We see. I see myself as a "capitalist" just in the sense that I think that capitalism is something natural, thus, inherently good, although commonly misused by our sinful nature. I'm certainly a long distance from being a capitalist in the being rich sense of the word.
Where I disagree with most of the anti-capitalists is with equating all profit, or at least all large capital profit with usury. They are not the same.
One of the "mindboggling" thing about modern capitalism is that you can make money with renting money, and that looks an awful lot like making money with doing nothing. But it's hard work and demand some very rare and high set of skills to identify and manage investments. While most of us have trouble assessing the feasibility of one single investment, there are some people who can do that with hundreds, thousands of them at the same time, all that aided by hundreds of years of institutional experience in bankig and finance and modern technology. Sometimes, when a bank refuses a loan because it considers the investment too risky, what it is really doing is saving the assets of that person or institution, which, if invested in a bad business, would lead to a total bankrupcy.

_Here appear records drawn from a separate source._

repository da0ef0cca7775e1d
use std::sync::Arc;

use tracing::{debug, info, warn};
use uuid::Uuid;

use super::{CredentialHasher, TokenIssuer, TokenPair};
use crate::error::{required, ApiError, ApiResult};
use crate::media::{MediaKind, MediaStore, MediaUpload};
use crate::server::metrics::record_login_attempt;
use crate::store::{now, FullStore, Insertion, NewUser, PasswordCredentials, ProfileImage, User};

const INVALID_LOGIN: &str = "Invalid username or password";

#[derive(Debug, Clone)]
pub struct Registration {
    pub username: String,
    pub email: String,
    pub full_name: String,
    pub password: String,
}

fn normalize_username(raw: &str) -> ApiResult<String> {
    let username = required("username", raw)?.to_lowercase();
    if !username
        .chars()
        .all(|c| c.is_ascii_lowercase() || c.is_ascii_digit() || matches!(c, '_' | '.' | '-'))
    {
        return Err(ApiError::invalid(
            "username may only contain letters, digits, '_', '.' and '-'",
        ));
    }
    Ok(username)
}

fn normalize_email(raw: &str) -> ApiResult<String> {
    let email = required("email", raw)?.to_lowercase();
    if !email.contains('@') {
        return Err(ApiError::invalid("email is not valid"));
    }
    Ok(email)
}

/// Registration, login and the token lifecycle, plus account maintenance.
pub struct IdentityManager {
    store: Arc<dyn FullStore>,
    media: Arc<dyn MediaStore>,
    tokens: TokenIssuer,
}

impl IdentityManager {
    pub fn new(store: Arc<dyn FullStore>, media: Arc<dyn MediaStore>, tokens: TokenIssuer) -> Self {
        IdentityManager {
            store,
            media,
            tokens,
        }
    }

    pub fn tokens(&self) -> &TokenIssuer {
        &self.tokens
    }

    fn hash_password(password: &str) -> ApiResult<(CredentialHasher, String, String)> {
        let hasher = CredentialHasher::Argon2;
        let salt = hasher.generate_b64_salt()?;
        let hash = hasher.hash(password.as_bytes(), &salt)?;
        Ok((hasher, salt, hash))
    }

    pub fn register(&self, registration: Registration) -> ApiResult<User> {
        let username = normalize_username(&registration.username)?;
        let email = normalize_email(&registration.email)?;
        let full_name = required("full_name", &registration.full_name)?;
        if registration.password.trim().is_empty() {
            return Err(ApiError::invalid("password is required"));
        }

        if self.store.is_username_or_email_taken(&username, &email)? {
            return Err(ApiError::conflict("Username or email already taken"));
        }

        let (hasher, salt, hash) = Self::hash_password(&registration.password)?;
        let new_user = NewUser {
            username,
            email,
            full_name,
        };
        match self.store.create_user(new_user, hasher, salt, hash)? {
            Insertion::Inserted(user) => {
                info!("Registered user {} ({})", user.username, user.id);
                Ok(user)
            }
            Insertion::Duplicate => Err(ApiError::conflict("Username or email already taken")),
        }
    }

    /// Verifies the password and stores a fresh refresh token in the user's slot.
    pub fn login(&self, login: &str, password: &str) -> ApiResult<(User, TokenPair)> {
        let login = required("username", login)?;
        let Some(user) = self.store.find_user_by_login(&login)? else {
            record_login_attempt("unknown_user");
            return Err(ApiError::unauthorized(INVALID_LOGIN));
        };
        let Some(credentials) = self.store.get_password_credentials(user.id)? else {
            warn!("User {} has no password credentials", user.id);
            record_login_attempt("no_credentials");
            return Err(ApiError::unauthorized(INVALID_LOGIN));
        };
        if !credentials.hasher.verify(password, &credentials.hash)? {
            record_login_attempt("wrong_password");
            return Err(ApiError::unauthorized(INVALID_LOGIN));
        }

        let pair = self.tokens.issue_pair(user.id)?;
        self.store
            .set_refresh_token(user.id, Some(&pair.refresh_token))?;
        self.store.touch_password_credentials(user.id)?;
        record_login_attempt("success");
        debug!("User {} logged in", user.id);
        Ok((user, pair))
    }

    pub fn logout(&self, user_id: Uuid) -> ApiResult<()> {
        self.store.set_refresh_token(user_id, None)?;
        debug!("User {} logged out", user_id);
        Ok(())
    }

    /// Rotates the token pair. The presented refresh token must be the one
    /// currently in the slot and is unusable afterwards.
    pub fn refresh(&self, refresh_token: &str) -> ApiResult<TokenPair> {
        let user_id = self.tokens.verify_refresh(refresh_token).map_err(|err| {
            debug!("Rejected refresh token: {}", err);
            ApiError::unauthorized("Invalid refresh token")
        })?;
        let pair = self.tokens.issue_pair(user_id)?;
        if !self
            .store
            .swap_refresh_token(user_id, refresh_token, &pair.refresh_token)?
        {
            debug!("Refresh token for {} is not the current one", user_id);
            return Err(ApiError::unauthorized("Refresh token is expired or used"));
        }
        Ok(pair)
    }

    /// Resolves the principal of an access token.
    pub fn authenticate(&self, access_token: &str) -> ApiResult<Uuid> {
        let user_id = self.tokens.verify_access(access_token).map_err(|err| {
            debug!("Rejected access token: {}", err);
            ApiError::unauthorized("Invalid access token")
        })?;
        if self.store.get_user(user_id)?.is_none() {
            return Err(ApiError::unauthorized("Invalid access token"));
        }
        Ok(user_id)
    }

    pub fn current_user(&self, user_id: Uuid) -> ApiResult<User> {
        self.store
            .get_user(user_id)?
            .ok_or_else(|| ApiError::not_found("User"))
    }

    pub fn update_details(
        &self,
        user_id: Uuid,
        full_name: Option<&str>,
        email: Option<&str>,
    ) -> ApiResult<User> {
        if full_name.is_none() && email.is_none() {
            return Err(ApiError::invalid("full_name or email is required"));
        }
        let full_name = full_name.map(|n| required("full_name", n)).transpose()?;
        let email = email.map(normalize_email).transpose()?;

        match self
            .store
            .update_user_details(user_id, full_name.as_deref(), email.as_deref())?
        {
            Insertion::Inserted(Some(user)) => Ok(user),
            Insertion::Inserted(None) => Err(ApiError::not_found("User")),
            Insertion::Duplicate => Err(ApiError::conflict("Email already taken")),
        }
    }

    /// Replaces the password and signs the user out of every refresh session.
    pub fn change_password(&self, user_id: Uuid, old: &str, new: &str) -> ApiResult<()> {
        if new.trim().is_empty() {
            return Err(ApiError::invalid("new password is required"));
        }
        let credentials = self
            .store
            .get_password_credentials(user_id)?
            .ok_or_else(|| ApiError::unauthorized("Old password is incorrect"))?;
        if !credentials.hasher.verify(old, &credentials.hash)? {
            return Err(ApiError::unauthorized("Old password is incorrect"));
        }

        let (hasher, salt, hash) = Self::hash_password(new)?;
        self.store.update_password_credentials(&PasswordCredentials {
            user_id,
            salt,
            hash,
            hasher,
            created_at: now(),
            last_used: None,
        })?;
        self.store.set_refresh_token(user_id, None)?;
        info!("Password changed for user {}", user_id);
        Ok(())
    }

    pub async fn update_image(
        &self,
        user_id: Uuid,
        slot: ProfileImage,
        upload: MediaUpload,
    ) -> ApiResult<User> {
        if self.store.get_user(user_id)?.is_none() {
            return Err(ApiError::not_found("User"));
        }
        let kind = match slot {
            ProfileImage::Avatar => MediaKind::Avatar,
            ProfileImage::Cover => MediaKind::Cover,
        };
        let url = self.media.store(kind, upload).await?;
        let previous = match self.store.set_user_image(user_id, slot, &url) {
            Ok(previous) => previous,
            Err(err) => {
                self.discard_media(&url).await;
                return Err(err.into());
            }
        };
        if let Some(previous) = previous {
            self.discard_media(&previous).await;
        }
        self.current_user(user_id)
    }

    async fn discard_media(&self, url: &str) {
        if let Err(err) = self.media.delete(url).await {
            warn!("Could not delete image {}: {}", url, err);
        }
    }
}
//! Shared constants for end-to-end tests
//!
//! When seeded users or upload samples change, update only this file.

// ============================================================================
// Seeded users
// ============================================================================

pub const ALICE_USER: &str = "alice";
pub const ALICE_EMAIL: &str = "alice@example.com";
pub const ALICE_PASS: &str = "alicepass123";

pub const BOB_USER: &str = "bob";
pub const BOB_EMAIL: &str = "bob@example.com";
pub const BOB_PASS: &str = "bobpass123";

// ============================================================================
// Upload samples
// ============================================================================

/// Smallest byte sequence `infer` recognizes as `video/mp4`.
pub const MP4_BYTES: [u8; 32] = [
    0, 0, 0, 0x18, b'f', b't', b'y', b'p', b'i', b's', b'o', b'm', 0, 0, 2, 0, b'i', b's', b'o',
    b'm', b'i', b's', b'o', b'2', 0, 0, 0, 8, b'f', b'r', b'e', b'e',
];

/// PNG signature followed by padding, enough for `infer`.
pub const PNG_BYTES: [u8; 12] = [0x89, b'P', b'N', b'G', 0x0D, 0x0A, 0x1A, 0x0A, 0, 0, 0, 0];

/// An id that never exists in a fresh database.
pub const MISSING_ID: &str = "00000000-0000-4000-8000-000000000000";

// ============================================================================
// Timing
// ============================================================================

pub const SERVER_READY_TIMEOUT_MS: u64 = 5000;

pub const REQUEST_TIMEOUT_SECS: u64 = 10;

pub const TEST_MAX_UPLOAD_BYTES: usize = 1024 * 1024;
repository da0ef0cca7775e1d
mod requests_logging;

pub use requests_logging::{log_requests, RequestsLoggingLevel};
use std::sync::Arc;

use tracing::debug;
use uuid::Uuid;

use crate::error::{required, ApiError, ApiResult};
use crate::social::{authorize, visible_video};
use crate::store::{FullStore, Insertion, Playlist};

pub const MAX_PLAYLIST_SIZE: usize = 300;

pub struct PlaylistManager {
    store: Arc<dyn FullStore>,
}

impl PlaylistManager {
    pub fn new(store: Arc<dyn FullStore>) -> Self {
        PlaylistManager { store }
    }

    pub fn create(&self, principal: Uuid, name: &str, description: &str) -> ApiResult<Playlist> {
        let name = required("name", name)?;
        let description = required("description", description)?;
        Ok(self.store.insert_playlist(principal, &name, &description)?)
    }

    pub fn get(&self, playlist_id: Uuid) -> ApiResult<Playlist> {
        self.store
            .get_playlist(playlist_id)?
            .ok_or_else(|| ApiError::not_found("Playlist"))
    }

    pub fn list_for_user(&self, user_id: Uuid) -> ApiResult<Vec<Playlist>> {
        if self.store.get_user(user_id)?.is_none() {
            return Err(ApiError::not_found("User"));
        }
        Ok(self.store.list_user_playlists(user_id)?)
    }

    pub fn update(
        &self,
        principal: Uuid,
        playlist_id: Uuid,
        name: Option<&str>,
        description: Option<&str>,
    ) -> ApiResult<Playlist> {
        if name.is_none() && description.is_none() {
            return Err(ApiError::invalid("name or description is required"));
        }
        let name = name.map(|n| required("name", n)).transpose()?;
        let description = description
            .map(|d| required("description", d))
            .transpose()?;

        authorize(self.store.get_playlist(playlist_id), principal)?;
        self.store
            .update_playlist(playlist_id, name.as_deref(), description.as_deref())?
            .ok_or_else(|| ApiError::not_found("Playlist"))
    }

    pub fn delete(&self, principal: Uuid, playlist_id: Uuid) -> ApiResult<Playlist> {
        let playlist = authorize(self.store.get_playlist(playlist_id), principal)?;
        if !self.store.delete_playlist(playlist_id)? {
            return Err(ApiError::not_found("Playlist"));
        }
        Ok(playlist)
    }

    pub fn add_video(&self, principal: Uuid, playlist_id: Uuid, video_id: Uuid) -> ApiResult<Playlist> {
        let playlist = authorize(self.store.get_playlist(playlist_id), principal)?;
        visible_video(self.store.get_video(video_id), Some(principal))?;
        if playlist.videos.contains(&video_id) {
            return Err(ApiError::conflict("Video is already in the playlist"));
        }
        if playlist.videos.len() >= MAX_PLAYLIST_SIZE {
            return Err(ApiError::invalid(format!(
                "A playlist holds at most {} videos",
                MAX_PLAYLIST_SIZE
            )));
        }

        match self.store.add_playlist_video(playlist_id, video_id)? {
            Insertion::Inserted(()) => {}
            Insertion::Duplicate => {
                return Err(ApiError::conflict("Video is already in the playlist"))
            }
        }
        debug!("Added video {} to playlist {}", video_id, playlist_id);
        self.get(playlist_id)
    }

    pub fn remove_video(
        &self,
        principal: Uuid,
        playlist_id: Uuid,
        video_id: Uuid,
    ) -> ApiResult<Playlist> {
        let playlist = authorize(self.store.get_playlist(playlist_id), principal)?;
        if !playlist.videos.contains(&video_id)
            || !self.store.remove_playlist_video(playlist_id, video_id)?
        {
            return Err(ApiError::not_found("Video in playlist"));
        }
        self.get(playlist_id)
    }
}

The whole banking imbroglio of the last years has more to do with governmental incentives to bad investments and subsequent bail outs to those who made such bad investments than with the concept of banking itself.
I agree that "as is" is not the ideal situation. But I can't see how maligning banking can help. We have to think what the healthy role of banking is in supporting the creation of wealth and then proceed to adjust laws and regulations to that.
Usury, on the other hand, is basically extorsion on someone in need.
Exactly! Why don't capitalists see this?